Stored data
┌────────
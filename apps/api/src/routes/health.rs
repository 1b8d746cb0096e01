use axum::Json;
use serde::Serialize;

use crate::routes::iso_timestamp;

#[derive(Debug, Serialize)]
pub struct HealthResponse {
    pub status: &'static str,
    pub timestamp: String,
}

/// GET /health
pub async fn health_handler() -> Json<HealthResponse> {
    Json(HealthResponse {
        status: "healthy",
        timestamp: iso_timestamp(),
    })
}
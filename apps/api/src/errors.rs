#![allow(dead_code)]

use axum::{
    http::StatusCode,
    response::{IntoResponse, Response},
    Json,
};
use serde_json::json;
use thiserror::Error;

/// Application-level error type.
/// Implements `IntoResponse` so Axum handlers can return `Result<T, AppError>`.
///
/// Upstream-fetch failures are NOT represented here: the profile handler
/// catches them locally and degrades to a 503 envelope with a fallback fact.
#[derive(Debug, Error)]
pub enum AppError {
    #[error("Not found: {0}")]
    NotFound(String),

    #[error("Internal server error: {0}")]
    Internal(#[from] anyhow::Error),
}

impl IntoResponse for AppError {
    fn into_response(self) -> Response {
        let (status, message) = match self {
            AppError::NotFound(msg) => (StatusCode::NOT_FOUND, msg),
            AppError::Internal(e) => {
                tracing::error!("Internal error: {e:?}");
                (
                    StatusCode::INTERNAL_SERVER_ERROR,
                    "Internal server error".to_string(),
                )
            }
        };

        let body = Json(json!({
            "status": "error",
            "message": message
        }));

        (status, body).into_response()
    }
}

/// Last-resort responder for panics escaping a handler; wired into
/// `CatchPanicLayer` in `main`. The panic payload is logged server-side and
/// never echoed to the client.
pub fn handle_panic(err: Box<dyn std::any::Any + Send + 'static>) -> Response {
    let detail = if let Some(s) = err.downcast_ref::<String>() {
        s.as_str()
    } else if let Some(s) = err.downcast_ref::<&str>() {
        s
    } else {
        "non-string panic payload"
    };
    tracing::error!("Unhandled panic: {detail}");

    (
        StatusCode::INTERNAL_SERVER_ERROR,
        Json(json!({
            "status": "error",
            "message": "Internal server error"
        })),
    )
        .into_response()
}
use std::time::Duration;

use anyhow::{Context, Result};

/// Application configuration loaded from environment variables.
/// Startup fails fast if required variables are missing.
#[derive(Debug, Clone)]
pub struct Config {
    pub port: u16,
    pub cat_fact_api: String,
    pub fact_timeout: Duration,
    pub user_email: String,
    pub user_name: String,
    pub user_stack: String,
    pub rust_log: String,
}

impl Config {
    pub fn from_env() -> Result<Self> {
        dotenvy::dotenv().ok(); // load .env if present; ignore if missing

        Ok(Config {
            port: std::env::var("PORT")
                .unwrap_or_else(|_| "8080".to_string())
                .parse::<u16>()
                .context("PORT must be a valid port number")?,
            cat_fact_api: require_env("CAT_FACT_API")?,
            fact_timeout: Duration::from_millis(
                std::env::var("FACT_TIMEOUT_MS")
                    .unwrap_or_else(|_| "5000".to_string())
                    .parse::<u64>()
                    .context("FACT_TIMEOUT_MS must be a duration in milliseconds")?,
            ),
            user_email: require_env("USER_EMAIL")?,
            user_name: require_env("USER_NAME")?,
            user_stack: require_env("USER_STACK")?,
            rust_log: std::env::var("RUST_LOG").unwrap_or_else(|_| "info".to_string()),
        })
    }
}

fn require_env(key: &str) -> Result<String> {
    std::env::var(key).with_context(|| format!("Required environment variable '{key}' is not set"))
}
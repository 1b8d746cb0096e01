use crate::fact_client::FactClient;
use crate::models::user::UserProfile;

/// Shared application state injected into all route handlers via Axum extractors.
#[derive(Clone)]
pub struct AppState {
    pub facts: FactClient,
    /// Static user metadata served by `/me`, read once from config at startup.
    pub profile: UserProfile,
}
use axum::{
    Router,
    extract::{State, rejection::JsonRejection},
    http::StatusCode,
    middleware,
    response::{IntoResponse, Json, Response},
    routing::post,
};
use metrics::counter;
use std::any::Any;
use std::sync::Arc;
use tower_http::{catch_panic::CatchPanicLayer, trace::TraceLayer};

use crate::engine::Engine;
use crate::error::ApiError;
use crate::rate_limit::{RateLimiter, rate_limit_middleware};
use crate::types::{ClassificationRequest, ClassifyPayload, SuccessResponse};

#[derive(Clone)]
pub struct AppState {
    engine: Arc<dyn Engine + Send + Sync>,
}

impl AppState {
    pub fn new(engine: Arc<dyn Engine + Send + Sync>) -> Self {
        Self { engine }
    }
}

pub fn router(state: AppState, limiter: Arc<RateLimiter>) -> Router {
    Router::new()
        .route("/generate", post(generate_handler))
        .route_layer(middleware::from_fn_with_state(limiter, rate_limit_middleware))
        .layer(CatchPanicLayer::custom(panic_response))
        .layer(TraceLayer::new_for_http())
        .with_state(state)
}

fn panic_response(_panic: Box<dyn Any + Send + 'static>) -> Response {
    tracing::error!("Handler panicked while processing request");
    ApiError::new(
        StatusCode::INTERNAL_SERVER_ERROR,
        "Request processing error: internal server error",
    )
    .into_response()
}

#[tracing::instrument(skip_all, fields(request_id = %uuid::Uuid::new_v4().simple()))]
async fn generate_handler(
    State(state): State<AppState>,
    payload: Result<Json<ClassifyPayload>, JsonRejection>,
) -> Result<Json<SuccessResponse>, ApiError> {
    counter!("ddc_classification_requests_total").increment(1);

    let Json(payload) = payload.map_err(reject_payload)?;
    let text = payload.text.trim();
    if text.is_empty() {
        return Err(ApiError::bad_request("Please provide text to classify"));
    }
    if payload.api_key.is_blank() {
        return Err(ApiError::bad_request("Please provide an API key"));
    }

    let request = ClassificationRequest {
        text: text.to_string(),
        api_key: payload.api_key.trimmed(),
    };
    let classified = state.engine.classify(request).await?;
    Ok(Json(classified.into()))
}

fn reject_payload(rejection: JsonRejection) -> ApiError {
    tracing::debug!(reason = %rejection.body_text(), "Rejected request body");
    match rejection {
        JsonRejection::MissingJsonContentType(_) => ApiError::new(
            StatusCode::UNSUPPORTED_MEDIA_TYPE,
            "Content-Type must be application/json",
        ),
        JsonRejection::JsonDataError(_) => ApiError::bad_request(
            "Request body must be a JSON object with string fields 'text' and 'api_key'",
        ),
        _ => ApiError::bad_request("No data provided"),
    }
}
└────────
- What you will do:
Every line of the data above that includes "AppError" should be listed.

- Task output:
/// Implements `IntoResponse` so Axum handlers can return `Result<T, AppError>`.
pub enum AppError {
impl IntoResponse for AppError {
            AppError::NotFound(msg) => (StatusCode::NOT_FOUND, msg),
            AppError::Internal(e) => {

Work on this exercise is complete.